Еще в 1830 году Джордж Стефенсон открыл железную дорогу Манчестер – Ливерпуль, имевшую мгновенный успех. Лондон почти не отстал: лишь годом позже группа инвесторов предложила построить железную дорогу от Гринвича до Лондонского моста, причем она должна была идти по эстакаде во избежание дорогостоящего приобретения земли. Парламент выдал разрешение, и в декабре 1836 года первый поезд прибыл на станцию Дептфорд. В местной газете сообщали: «Когда оркестр занял места на крыше вагона, официально назначенный горнист протрубил сигнал к отправлению, и вот поезд, дымя, тронулся под пушечную пальбу и перезвон церковных колоколов». Окрестные жители взбирались на крыши, чтобы увидеть чудо техники; они еще не знали, сколько шума, сажи и разрушений ждет их впереди.
К тому времени первая железнодорожная мания охватила реформистски настроенный парламент, и Лондон оказался в центре внимания. Предлагались планы веток от Бирмингема к границе Мэрилебона на Нью-роуд и от Саутгемптона в район Найн-Элмс (позднее эту ветку продлили до вокзала Ватерлоо). В июне 1837 года, когда новая королева только-только вступила на трон, первый «междугородний экспресс» Роберта Стефенсона (сына Джорджа) из Бирмингема выехал из туннеля, проложенного через Примроуз-хилл, в Кэмден-таун. Оттуда вагоны с помощью канатов дотащили до конечной станции на Юстон-сквер. Люди собирались толпами, чтобы поглазеть на чудовище, способное, по слухам, развивать ужасную скорость – до пятидесяти миль в час (ок. 80,5 км/ч).
Вторжение железной дороги в географию столицы было незапланированным, неконтролируемым и неистовым. Парламент должен был выступать за социальные реформы, но с бешеным энтузиазмом приветствовал рельсовый капитализм. Железнодорожное лобби в парламенте было настолько сильным, что самое священное из прав британца – право частной собственности – было шутя сметено с пути. Особые акты парламента разрешали принудительный выкуп земли под строительство железных дорог, и владельцы (не говоря уже об арендаторах) были беззащитны – они могли разве что мобилизовать политическую оппозицию.
Влияние железных дорог на Лондон было огромным. Чарльз Диккенс в романе «Домби и сын» оставил описание работ Стефенсона в Кэмден-тауне:
Дома были разрушены; улицы проложены и заграждены; вырыты глубокие ямы и рвы; земля и глина навалены огромными кучами; здания, подрытые и расшатанные, подперты большими бревнами.

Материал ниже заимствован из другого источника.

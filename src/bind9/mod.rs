// Copyright (c) 2025 Erick Bourgeois, firestoned
// SPDX-License-Identifier: MIT

//! BIND9 record management via dynamic DNS update.
//!
//! This module provides the orchestration layer between a caller (web UI,
//! CLI) and BIND9 servers speaking RFC 2136 dynamic update and RFC 5936 zone
//! transfer. It handles:
//!
//! - Resolving TSIG keys by name ([`keyring`])
//! - Building forward, reverse (PTR), CNAME and delete updates ([`records`])
//! - Sending updates and transfers, classifying failures ([`transport`])
//! - Deleting record batches with per-item outcomes ([`batch`])
//! - Listing zones and records ([`zone_ops`])
//!
//! # Architecture
//!
//! [`DnsOrchestrator`] owns no state of its own. Keys, servers, the network
//! and the zone list are reached through traits injected at construction, so
//! each call works only with what it resolved for itself and drops secret
//! material when it returns.
//!
//! # Example
//!
//! ```rust,no_run
//! use binder::bind9::{
//!     DnsOrchestrator, MemoryKeyStore, RecordRequest, StaticServerRegistry,
//!     StatisticsZoneLister, TcpTransport, BindServer,
//! };
//! use std::sync::Arc;
//!
//! # async fn example() -> anyhow::Result<()> {
//! let orchestrator = DnsOrchestrator::new(
//!     Arc::new(MemoryKeyStore::default()),
//!     Arc::new(TcpTransport::default()),
//!     Arc::new(StatisticsZoneLister::with_default_timeout()?),
//!     Arc::new(StaticServerRegistry::new([BindServer::new("ns1.example.com")])),
//! );
//!
//! let outcomes = orchestrator
//!     .add_record(&RecordRequest {
//!         server: "ns1.example.com".into(),
//!         zone: "example.com".into(),
//!         name: "host1".into(),
//!         record_type: "A".into(),
//!         data: "10.20.0.5".into(),
//!         ttl: None,
//!         key_name: None,
//!         create_reverse: true,
//!     })
//!     .await;
//! for outcome in outcomes {
//!     println!("{}: {}", outcome.description, outcome.detail);
//! }
//! # Ok(())
//! # }
//! ```

// Module declarations
pub mod batch;
pub mod keyring;
pub mod records;
pub mod registry;
pub mod transport;
pub mod types;
pub mod zone_ops;

#[cfg(test)]
pub(crate) mod mock_transport;

pub use batch::DeletionBatch;
pub use keyring::{
    create_tsig_signer, load_key_file, parse_key_file, KeyStore, KeyringResolver,
    MemoryKeyStore, TsigCredential,
};
pub use registry::{resolve_addresses, ServerRegistry, StaticServerRegistry};
pub use transport::{DnsTransport, TcpTransport, UpdateResponse};
pub use types::{
    BindServer, Listing, ServerAddress, TsigAlgorithm, TsigKey, UpdateOutcome, ZoneRecord,
};
pub use zone_ops::{StatisticsZoneLister, ZoneLister};

use serde::{Deserialize, Serialize};
use std::fmt;
use std::sync::Arc;
use tokio::sync::watch;
use tracing::{info, warn};

use crate::constants::{DEFAULT_DELETE_CONCURRENCY, DEFAULT_DNS_RECORD_TTL_SECS};
use crate::dns_errors::{DnsError, RecordError};
use crate::fqdn::owner_name;
use records::{build_cname, build_forward, build_reverse, UpdateRequest};

/// A request to create one record, optionally with its reverse PTR.
#[derive(Debug, Clone, PartialEq, Eq, Serialize, Deserialize)]
pub struct RecordRequest {
    /// Hostname of the registered server to update
    pub server: String,
    /// Zone the record lives in
    pub zone: String,
    /// Record label within the zone (`@` for the apex)
    pub name: String,
    /// Record type mnemonic (A, AAAA, CNAME, ...)
    pub record_type: String,
    /// Record data in presentation format
    pub data: String,
    /// TTL in seconds (None = 300)
    #[serde(default)]
    pub ttl: Option<u32>,
    /// TSIG key to sign with (None = unsigned)
    #[serde(default)]
    pub key_name: Option<String>,
    /// Also create the PTR record for A/AAAA data
    #[serde(default)]
    pub create_reverse: bool,
}

impl RecordRequest {
    /// Whether a reverse record is part of this request.
    ///
    /// Only address records have a reverse; the flag is ignored otherwise.
    #[must_use]
    pub fn wants_reverse(&self) -> bool {
        self.create_reverse
            && matches!(
                self.record_type.trim().to_ascii_uppercase().as_str(),
                "A" | "AAAA"
            )
    }
}

/// A request to point an alias at an existing record.
#[derive(Debug, Clone, PartialEq, Eq, Serialize, Deserialize)]
pub struct CnameRequest {
    /// Hostname of the registered server to update
    pub server: String,
    /// Zone the alias lives in
    pub zone: String,
    /// Alias label within the zone
    pub alias: String,
    /// Fully qualified name the alias points to
    pub target: String,
    /// TTL in seconds (None = 300)
    #[serde(default)]
    pub ttl: Option<u32>,
    /// TSIG key to sign with (None = unsigned)
    #[serde(default)]
    pub key_name: Option<String>,
}

/// Orchestrates record changes and listings against BIND9 servers.
///
/// Every operation reports per-item [`UpdateOutcome`]s or a [`Listing`]
/// instead of returning an error: credential, server and transport failures
/// all end up in the outcome so that multi-part requests still report every
/// part.
#[derive(Clone)]
pub struct DnsOrchestrator {
    keyring: KeyringResolver,
    transport: Arc<dyn DnsTransport>,
    zone_lister: Arc<dyn ZoneLister>,
    registry: Arc<dyn ServerRegistry>,
    delete_concurrency: usize,
}

impl fmt::Debug for DnsOrchestrator {
    fn fmt(&self, f: &mut fmt::Formatter<'_>) -> fmt::Result {
        f.debug_struct("DnsOrchestrator")
            .field("delete_concurrency", &self.delete_concurrency)
            .finish_non_exhaustive()
    }
}

impl DnsOrchestrator {
    /// Create an orchestrator over the given collaborators.
    #[must_use]
    pub fn new(
        key_store: Arc<dyn KeyStore>,
        transport: Arc<dyn DnsTransport>,
        zone_lister: Arc<dyn ZoneLister>,
        registry: Arc<dyn ServerRegistry>,
    ) -> Self {
        Self {
            keyring: KeyringResolver::new(key_store),
            transport,
            zone_lister,
            registry,
            delete_concurrency: DEFAULT_DELETE_CONCURRENCY,
        }
    }

    /// Set how many deletions of a batch may be in flight at once.
    #[must_use]
    pub fn with_delete_concurrency(mut self, concurrency: usize) -> Self {
        self.delete_concurrency = concurrency.max(1);
        self
    }

    // ===== Record creation =====

    /// Create a record and, when requested for A/AAAA data, its PTR record.
    ///
    /// Returns one outcome for the forward record, followed by one for the
    /// reverse record when [`RecordRequest::wants_reverse`] holds. The reverse
    /// record is attempted even if the forward update failed.
    pub async fn add_record(&self, request: &RecordRequest) -> Vec<UpdateOutcome> {
        let ttl = request.ttl.unwrap_or(DEFAULT_DNS_RECORD_TTL_SECS);
        let mut descriptions = vec![format!(
            "Forward Record Creation: {}.{}",
            request.name, request.zone
        )];
        if request.wants_reverse() {
            descriptions.push(format!("Reverse Record Creation: {}", request.data));
        }

        info!(
            server = %request.server,
            zone = %request.zone,
            name = %request.name,
            record_type = %request.record_type,
            reverse = request.wants_reverse(),
            "Adding record"
        );

        let (server, credential) = match self
            .prepare(&request.server, request.key_name.as_deref())
            .await
        {
            Ok(prepared) => prepared,
            Err(e) => return reject(descriptions, &e),
        };

        let mut descriptions = descriptions.into_iter();
        let mut outcomes = Vec::with_capacity(2);

        if let Some(description) = descriptions.next() {
            let forward = build_forward(
                &request.zone,
                &request.name,
                &request.record_type,
                &request.data,
                ttl,
            );
            outcomes.push(
                self.apply(&server, description, forward, credential.as_ref())
                    .await,
            );
        }

        if let Some(description) = descriptions.next() {
            let reverse = owner_name(&request.name, &request.zone)
                .and_then(|owner| build_reverse(&request.data, ttl, &owner.to_ascii()))
                .map(|reverse| reverse.request);
            outcomes.push(
                self.apply(&server, description, reverse, credential.as_ref())
                    .await,
            );
        }

        outcomes
    }

    /// Point `alias.zone` at `target` with a CNAME record.
    pub async fn add_cname_record(&self, request: &CnameRequest) -> Vec<UpdateOutcome> {
        let description = format!(
            "CNAME {}.{} points to {}",
            request.alias, request.zone, request.target
        );
        info!(
            server = %request.server,
            zone = %request.zone,
            alias = %request.alias,
            target = %request.target,
            "Adding CNAME record"
        );

        let (server, credential) = match self
            .prepare(&request.server, request.key_name.as_deref())
            .await
        {
            Ok(prepared) => prepared,
            Err(e) => return reject(vec![description], &e),
        };

        let cname = build_cname(
            &request.zone,
            &request.alias,
            &request.target,
            request.ttl.unwrap_or(DEFAULT_DNS_RECORD_TTL_SECS),
        );
        vec![
            self.apply(&server, description, cname, credential.as_ref())
                .await,
        ]
    }

    // ===== Record deletion =====

    /// Delete every RRset at each `"<label>.<zone>"` identifier.
    ///
    /// The key is resolved once for the whole batch; if that fails, every
    /// identifier is reported with the same failure and nothing is sent.
    /// Setting `cancel` to `true` skips the items that have not started yet.
    pub async fn delete_records(
        &self,
        server: &str,
        identifiers: &[String],
        key_name: Option<&str>,
        cancel: watch::Receiver<bool>,
    ) -> Vec<UpdateOutcome> {
        let (server, credential) = match self.prepare(server, key_name).await {
            Ok(prepared) => prepared,
            Err(e) => {
                warn!(server = %server, records = identifiers.len(), "Rejecting deletion batch: {e}");
                return batch::reject_all(identifiers, &e);
            }
        };

        DeletionBatch::new(
            self.transport.as_ref(),
            &server,
            credential.as_ref(),
            self.delete_concurrency,
        )
        .run(identifiers, cancel)
        .await
    }

    // ===== Listing =====

    /// Every record of `zone`, or an empty listing with the reason.
    pub async fn list_zone(&self, server: &str, zone: &str) -> Listing<ZoneRecord> {
        match self.lookup_server(server).await {
            Ok(server) => zone_ops::list_zone_records(self.transport.as_ref(), &server, zone).await,
            Err(e) => Listing::degraded(e),
        }
    }

    /// Zones hosted by `server`, or an empty listing with the reason.
    pub async fn list_zones(&self, server: &str) -> Listing<String> {
        match self.lookup_server(server).await {
            Ok(server) => zone_ops::list_server_zones(self.zone_lister.as_ref(), &server).await,
            Err(e) => Listing::degraded(e),
        }
    }

    /// Addresses the registered `server` resolves to, or an empty listing
    /// with the reason.
    pub async fn server_addresses(&self, server: &str) -> Listing<ServerAddress> {
        match self.lookup_server(server).await {
            Ok(server) => registry::resolve_addresses(&server.hostname).await,
            Err(e) => Listing::degraded(e),
        }
    }

    // ===== Helpers =====

    async fn lookup_server(&self, hostname: &str) -> Result<BindServer, DnsError> {
        self.registry
            .server(hostname)
            .await
            .ok_or_else(|| DnsError::ServerNotRegistered {
                server: hostname.to_string(),
            })
    }

    /// Resolve the server and credential shared by every part of a request.
    async fn prepare(
        &self,
        hostname: &str,
        key_name: Option<&str>,
    ) -> Result<(BindServer, Option<TsigCredential>), DnsError> {
        let server = self.lookup_server(hostname).await?;
        let credential = self.keyring.resolve(key_name).await?;
        Ok((server, credential))
    }

    async fn apply(
        &self,
        server: &BindServer,
        description: String,
        request: Result<UpdateRequest, RecordError>,
        credential: Option<&TsigCredential>,
    ) -> UpdateOutcome {
        let request = match request {
            Ok(request) => request,
            Err(e) => {
                warn!("{description}: {e}");
                return UpdateOutcome::failed(description, &DnsError::from(e));
            }
        };

        match self.transport.send_update(server, &request, credential).await {
            Ok(response) => UpdateOutcome::succeeded(description, response.to_string()),
            Err(e) => UpdateOutcome::failed(description, &DnsError::from(e)),
        }
    }
}

fn reject(descriptions: Vec<String>, error: &DnsError) -> Vec<UpdateOutcome> {
    warn!("Rejecting request before sending: {error}");
    descriptions
        .into_iter()
        .map(|description| UpdateOutcome::failed(description, error))
        .collect()
}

Здесь повозки, опрокинутые и нагроможденные одна на другую, лежали как попало у подошвы крутого искусственного холма; там драгоценное железо мокло и ржавело в чем-то, что случайно превратилось в пруд. Всюду были мосты, которые никуда не вели; широкие проспекты, которые были совершенно непроходимы; трубы, подобно вавилонским башням наполовину недостроенные; временные деревянные сооружения и заборы в самых неожиданных местах; остовы ободранных жилищ, обломки незаконченных стен…[107]
Главным в новых железных дорогах была их выгодность. Сбережения в этот период обычно приносили от 3 до 5 % годового дохода, а железнодорожные компании обещали дивиденды 10–12 %. Результатом этого в 1843–1845 годах стал второй приступ мании, значительно интенсивнее первого; и фондовый рынок, и парламент поддались ему столь же бездумно, как перед крахом Компании южных морей в 1720 году. Атмосфера походила на разгоревшуюся примерно в то же время (1849) золотую лихорадку в Калифорнии.
Эта мания ознаменовала конец «кусочного» расширения, характерного для стюартовского и георгианского Лондона. В отличие от большинства европейских городов, где железные дороги внедрялись «сверху», в Лондоне, судя по всему, не возникало даже вопроса о сдерживании конкуренции или планировании последствий для городской структуры. Саммерсон отмечал изменение официального отношения к такому планированию. Чувство ответственности за публичное пространство, которое сохранялось, пусть и условно, с XVII века, «из аристократии выбили, а в буржуазию не вбили». Земля Лондона была отдана на разграбление тому, кто первый успеет, и к черту отстающих!